A History of Dravet Syndrome

Although sometimes described as a severe form of epilepsy, epilepsy is just one part of Dravet Syndrome. 

A ‘syndrome’ is a group of signs and symptoms that, when considered together, suggest a particular medical condition. As such, Dravet Syndrome is relatively newly-discovered. Researchers have made great progress in improving understanding of the condition since it was first described in 1978 by Charlotte Dravet, a paediatric epilepsy specialist working in Marseille.

Names that were initially used for the condition include Severe Myoclonic Epilepsy of Infancy (SMEI) and Severe Polymorphous Epilepsy of Infancy. However, doctors came to realise that the types of seizures involved were much more varied and symptoms much more wide-ranging than suggested by these descriptions. In 1989, it was renamed Dravet Syndrome after the specialist who had done so much to improve understanding of the condition. 
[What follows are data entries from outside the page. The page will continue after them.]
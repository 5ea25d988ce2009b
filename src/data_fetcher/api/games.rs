//! Game listing, event, and in-game statistics endpoints.

use std::collections::{BTreeMap, HashMap};

use reqwest::Client;
use serde_json::{Map, Value};
use tracing::{info, instrument};

use crate::config::Config;
use crate::data_fetcher::api::fetch_utils::fetch;
use crate::data_fetcher::api::urls::{
    build_game_stats_url, build_game_url, build_games_url, build_schedule_url, build_shot_map_url,
};
use crate::data_fetcher::models::{GameResponse, GameStatsResponse};
use crate::data_fetcher::processors::{
    ColumnSpec, EVENT_GAME_COLUMNS, GAME_INFO_COLUMNS, GAMES_RESULTS_COLUMNS, GOAL_EVENT_COLUMNS,
    GOALIE_PERIOD_COLUMNS, PENALTY_EVENT_COLUMNS, PERIOD_PUCK_COLUMNS,
    PERIOD_TEAM_CONTEXT_COLUMNS, SKATER_PERIOD_COLUMNS, StatsTable, extract_path, parse_record,
    strip_composite_ids, strip_id_suffix,
};
use crate::data_fetcher::query::GameType;
use crate::error::AppError;

/// Fetches the finished and scheduled games of a season as the fixed
/// results projection, team ids stripped to their bare form.
#[instrument(skip(client, config))]
pub async fn fetch_games_results(
    client: &Client,
    config: &Config,
    season: i32,
    game_type: GameType,
) -> Result<StatsTable, AppError> {
    let url = build_games_url(&config.api_domain, season, game_type);
    let games: Vec<Value> = fetch(client, &url).await?;
    info!("Fetched {} games for season {season}", games.len());

    let mut records = Vec::with_capacity(games.len());
    for game in &games {
        let mut record = parse_record(game, GAMES_RESULTS_COLUMNS);
        strip_composite_ids(&mut record, &["homeTeamId", "awayTeamId"]);
        records.push(record);
    }
    Ok(StatsTable::from_projected(GAMES_RESULTS_COLUMNS, &records))
}

/// Fetches the schedule listing of a season, recursively flattened.
#[instrument(skip(client, config))]
pub async fn fetch_games_schedule(
    client: &Client,
    config: &Config,
    season: i32,
    game_type: GameType,
) -> Result<StatsTable, AppError> {
    let url = build_schedule_url(&config.api_domain, season, game_type);
    let games: Vec<Value> = fetch(client, &url).await?;
    Ok(StatsTable::from_flattened(&games))
}

/// Fetches every goal scored in a season, one row per goal event.
#[instrument(skip(client, config))]
pub async fn fetch_season_goal_events(
    client: &Client,
    config: &Config,
    season: i32,
    game_type: GameType,
) -> Result<StatsTable, AppError> {
    let url = build_games_url(&config.api_domain, season, game_type);
    let games: Vec<Value> = fetch(client, &url).await?;

    let mut rows = Vec::new();
    for game in &games {
        expand_goal_events(game, &mut rows);
    }
    info!("Expanded {} goal events from {} games", rows.len(), games.len());
    Ok(StatsTable::from_records(rows))
}

/// Fetches the goal events of a single game.
#[instrument(skip(client, config))]
pub async fn fetch_game_goal_events(
    client: &Client,
    config: &Config,
    season: i32,
    game_id: i32,
) -> Result<StatsTable, AppError> {
    let url = build_game_url(&config.api_domain, season, game_id);
    let response: GameResponse = fetch(client, &url).await?;

    let mut rows = Vec::new();
    expand_goal_events(&response.game, &mut rows);
    Ok(StatsTable::from_records(rows))
}

/// Fetches the penalty events of a single game.
#[instrument(skip(client, config))]
pub async fn fetch_game_penalty_events(
    client: &Client,
    config: &Config,
    season: i32,
    game_id: i32,
) -> Result<StatsTable, AppError> {
    let url = build_game_url(&config.api_domain, season, game_id);
    let response: GameResponse = fetch(client, &url).await?;

    let mut rows = Vec::new();
    expand_penalty_events(&response.game, &mut rows);
    Ok(StatsTable::from_records(rows))
}

/// Expands both sides' `goalEvents` into rows carrying the scorer
/// projection, null-padded assistant columns, the team side, and the game
/// context.
fn expand_goal_events(game: &Value, rows: &mut Vec<Map<String, Value>>) {
    let context = parse_record(game, EVENT_GAME_COLUMNS);
    let home_team_id = strip_id_suffix(&extract_path(game, "homeTeam.teamId"));
    let away_team_id = strip_id_suffix(&extract_path(game, "awayTeam.teamId"));

    for side in ["homeTeam", "awayTeam"] {
        let Some(events) = side_events(game, side, "goalEvents") else {
            continue;
        };
        for event in events {
            let mut row = parse_record(event, GOAL_EVENT_COLUMNS);
            push_assistants(event, &mut row);
            row.insert("homeTeamId".to_string(), home_team_id.clone());
            row.insert("awayTeamId".to_string(), away_team_id.clone());
            row.insert(
                "goalTeamSide".to_string(),
                Value::String(team_side(side).to_string()),
            );
            row.extend(context.clone());
            rows.push(row);
        }
    }
}

fn expand_penalty_events(game: &Value, rows: &mut Vec<Map<String, Value>>) {
    let context = parse_record(game, EVENT_GAME_COLUMNS);
    let home_team_id = strip_id_suffix(&extract_path(game, "homeTeam.teamId"));
    let away_team_id = strip_id_suffix(&extract_path(game, "awayTeam.teamId"));

    for side in ["homeTeam", "awayTeam"] {
        let Some(events) = side_events(game, side, "penaltyEvents") else {
            continue;
        };
        for event in events {
            let mut row = parse_record(event, PENALTY_EVENT_COLUMNS);
            row.insert("homeTeamId".to_string(), home_team_id.clone());
            row.insert("awayTeamId".to_string(), away_team_id.clone());
            row.insert(
                "penaltyTeamSide".to_string(),
                Value::String(team_side(side).to_string()),
            );
            row.extend(context.clone());
            rows.push(row);
        }
    }
}

fn side_events<'a>(game: &'a Value, side: &str, key: &str) -> Option<&'a Vec<Value>> {
    game.get(side)?.get(key)?.as_array()
}

fn team_side(side: &str) -> &'static str {
    if side == "homeTeam" { "home" } else { "away" }
}

/// The first two assistants become fixed columns; a goal with fewer
/// assistants gets nulls.
fn push_assistants(event: &Value, row: &mut Map<String, Value>) {
    let assistants = event.get("assistantPlayers").and_then(Value::as_array);
    for (index, label) in ["assistant1", "assistant2"].into_iter().enumerate() {
        let assistant = assistants.and_then(|list| list.get(index));
        for (field, suffix) in [
            ("playerId", "Id"),
            ("firstName", "FirstName"),
            ("lastName", "LastName"),
        ] {
            let value = assistant
                .and_then(|entry| entry.get(field))
                .cloned()
                .unwrap_or(Value::Null);
            row.insert(format!("{label}{suffix}"), value);
        }
    }
}

/// Fetches a single game's detail row.
#[instrument(skip(client, config))]
pub async fn fetch_game_info(
    client: &Client,
    config: &Config,
    season: i32,
    game_id: i32,
) -> Result<StatsTable, AppError> {
    let url = build_game_url(&config.api_domain, season, game_id);
    let response: Value = fetch(client, &url).await?;
    if response.get("game").is_none() {
        return Err(AppError::api_unexpected_structure(
            "Game detail response has no game object",
            url.as_str(),
        ));
    }

    let mut record = parse_record(&response, GAME_INFO_COLUMNS);
    strip_composite_ids(&mut record, &["homeTeamId", "awayTeamId"]);
    Ok(StatsTable::from_projected(GAME_INFO_COLUMNS, &[record]))
}

/// Fetches both rosters of a game, home side first, team ids stripped.
#[instrument(skip(client, config))]
pub async fn fetch_game_players(
    client: &Client,
    config: &Config,
    season: i32,
    game_id: i32,
) -> Result<StatsTable, AppError> {
    let url = build_game_url(&config.api_domain, season, game_id);
    let response: GameResponse = fetch(client, &url).await?;

    let players: Vec<Value> = response
        .home_team_players
        .iter()
        .chain(&response.away_team_players)
        .map(strip_team_id)
        .collect();
    Ok(StatsTable::from_flattened(&players))
}

/// Fetches the referees of a game. Games without the listing yield an
/// empty table.
#[instrument(skip(client, config))]
pub async fn fetch_game_referees(
    client: &Client,
    config: &Config,
    season: i32,
    game_id: i32,
) -> Result<StatsTable, AppError> {
    let url = build_game_url(&config.api_domain, season, game_id);
    let response: GameResponse = fetch(client, &url).await?;

    let referees = response
        .game
        .get("referees")
        .and_then(Value::as_array)
        .cloned()
        .unwrap_or_default();
    Ok(StatsTable::from_flattened(&referees))
}

/// Fetches the post-game awards of a game, team ids stripped.
#[instrument(skip(client, config))]
pub async fn fetch_game_awards(
    client: &Client,
    config: &Config,
    season: i32,
    game_id: i32,
) -> Result<StatsTable, AppError> {
    let url = build_game_url(&config.api_domain, season, game_id);
    let response: GameResponse = fetch(client, &url).await?;

    let awards: Vec<Value> = response.awards.iter().map(strip_team_id).collect();
    Ok(StatsTable::from_flattened(&awards))
}

fn strip_team_id(record: &Value) -> Value {
    match record.as_object() {
        Some(map) => {
            let mut map = map.clone();
            strip_composite_ids(&mut map, &["teamId"]);
            Value::Object(map)
        }
        None => record.clone(),
    }
}

/// Fetches skater statistics of a game, per player-period or aggregated
/// per player.
#[instrument(skip(client, config))]
pub async fn fetch_skater_game_stats(
    client: &Client,
    config: &Config,
    season: i32,
    game_id: i32,
    summed: bool,
) -> Result<StatsTable, AppError> {
    let url = build_game_stats_url(&config.api_domain, season, game_id);
    let response: GameStatsResponse = fetch(client, &url).await?;

    let rows = collect_period_rows(&response, "periodPlayerStats", SKATER_PERIOD_COLUMNS);
    let rows = if summed { sum_player_periods(rows) } else { rows };
    Ok(StatsTable::from_records(rows))
}

/// Fetches goaltender statistics of a game, per player-period or
/// aggregated per player.
#[instrument(skip(client, config))]
pub async fn fetch_goalie_game_stats(
    client: &Client,
    config: &Config,
    season: i32,
    game_id: i32,
    summed: bool,
) -> Result<StatsTable, AppError> {
    let url = build_game_stats_url(&config.api_domain, season, game_id);
    let response: GameStatsResponse = fetch(client, &url).await?;

    let rows = collect_period_rows(&response, "goaliePeriodStats", GOALIE_PERIOD_COLUMNS);
    let rows = if summed { sum_player_periods(rows) } else { rows };
    Ok(StatsTable::from_records(rows))
}

/// Builds one row per player entry, ordered by the period each row reports
/// (home side first within a period).
///
/// Every row merges its side's team totals for that period and the
/// index-aligned `puckStats` entry. Rows are grouped by their own period
/// value rather than the entry's position, since overtime entries appear
/// wherever the upstream put them.
fn collect_period_rows(
    response: &GameStatsResponse,
    stats_key: &str,
    columns: &[ColumnSpec],
) -> Vec<Map<String, Value>> {
    let puck_periods: Vec<Map<String, Value>> = response
        .puck_stats
        .iter()
        .map(|period| parse_record(period, PERIOD_PUCK_COLUMNS))
        .collect();

    let mut by_period: BTreeMap<i64, Vec<Map<String, Value>>> = BTreeMap::new();
    let sides = [
        ("home", &response.home_team),
        ("away", &response.away_team),
    ];
    for (side, periods) in sides {
        for (index, entry) in periods.iter().enumerate() {
            let mut team_context = parse_record(entry, PERIOD_TEAM_CONTEXT_COLUMNS);
            strip_composite_ids(&mut team_context, &["teamId"]);
            let puck = puck_periods.get(index);

            let Some(players) = entry.get(stats_key).and_then(Value::as_array) else {
                continue;
            };
            for player in players {
                let mut row = parse_record(player, columns);
                row.extend(team_context.clone());
                if let Some(puck) = puck {
                    row.extend(puck.clone());
                }
                row.insert("teamSide".to_string(), Value::String(side.to_string()));

                let period = row.get("period").and_then(Value::as_i64).unwrap_or(0);
                by_period.entry(period).or_default().push(row);
            }
        }
    }
    by_period.into_values().flatten().collect()
}

/// Aggregates per-period rows into one row per player.
///
/// Identifier fields keep the first row's values and `period` keeps the
/// maximum seen. Numbers are summed, staying integral when both sides are.
/// Other non-null values overwrite, nulls never erase an earlier value.
/// Rows without a `playerId` are dropped and the result is sorted by
/// `playerId`.
fn sum_player_periods(rows: Vec<Map<String, Value>>) -> Vec<Map<String, Value>> {
    let mut totals: Vec<Map<String, Value>> = Vec::new();
    let mut slots: HashMap<String, usize> = HashMap::new();

    for row in rows {
        let Some(player_id) = row.get("playerId").filter(|id| !id.is_null()) else {
            continue;
        };
        let key = player_id.to_string();
        match slots.get(&key) {
            None => {
                slots.insert(key, totals.len());
                totals.push(row);
            }
            Some(&slot) => {
                let total = &mut totals[slot];
                for (field, value) in row {
                    merge_total_field(total, &field, value);
                }
            }
        }
    }

    totals.sort_by_key(|row| {
        row.get("playerId")
            .and_then(Value::as_i64)
            .unwrap_or(i64::MAX)
    });
    totals
}

fn merge_total_field(total: &mut Map<String, Value>, field: &str, value: Value) {
    if matches!(field, "playerId" | "jerseyId" | "teamId") {
        return;
    }
    if field == "period" {
        let highest = total
            .get(field)
            .and_then(Value::as_i64)
            .unwrap_or(0)
            .max(value.as_i64().unwrap_or(0));
        total.insert(field.to_string(), Value::from(highest));
        return;
    }
    if value.is_number() {
        let current = total.get(field).cloned().unwrap_or(Value::from(0));
        total.insert(field.to_string(), add_numbers(&current, &value));
    } else if !value.is_null() {
        total.insert(field.to_string(), value);
    }
}

fn add_numbers(a: &Value, b: &Value) -> Value {
    match (a.as_i64(), b.as_i64()) {
        (Some(a), Some(b)) => Value::from(a + b),
        _ => Value::from(a.as_f64().unwrap_or(0.0) + b.as_f64().unwrap_or(0.0)),
    }
}

/// Fetches the shot map of a game, flattened as-is.
#[instrument(skip(client, config))]
pub async fn fetch_shot_map(
    client: &Client,
    config: &Config,
    season: i32,
    game_id: i32,
) -> Result<StatsTable, AppError> {
    let url = build_shot_map_url(&config.api_domain, season, game_id);
    let response: Value = fetch(client, &url).await?;
    Ok(StatsTable::from_flattened(&shot_map_records(response)))
}

fn shot_map_records(response: Value) -> Vec<Value> {
    match response {
        Value::Array(shots) => shots,
        single => vec![single],
    }
}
The underlying genetic causes of Dravet Syndrome were discovered in 2001, and since then numerous studies have contributed to a better knowledge of the condition. Since the founding of DSUK in 2008, we have seen significant progress made, with research ongoing into all aspects of Dravet Syndrome. While there is still much to be done, we’re optimistic that, by working together as a Dravet community, we will continue to see improvements in its diagnosis and management, achieve better outcomes for those living with the condition and, hopefully, one day find a cure.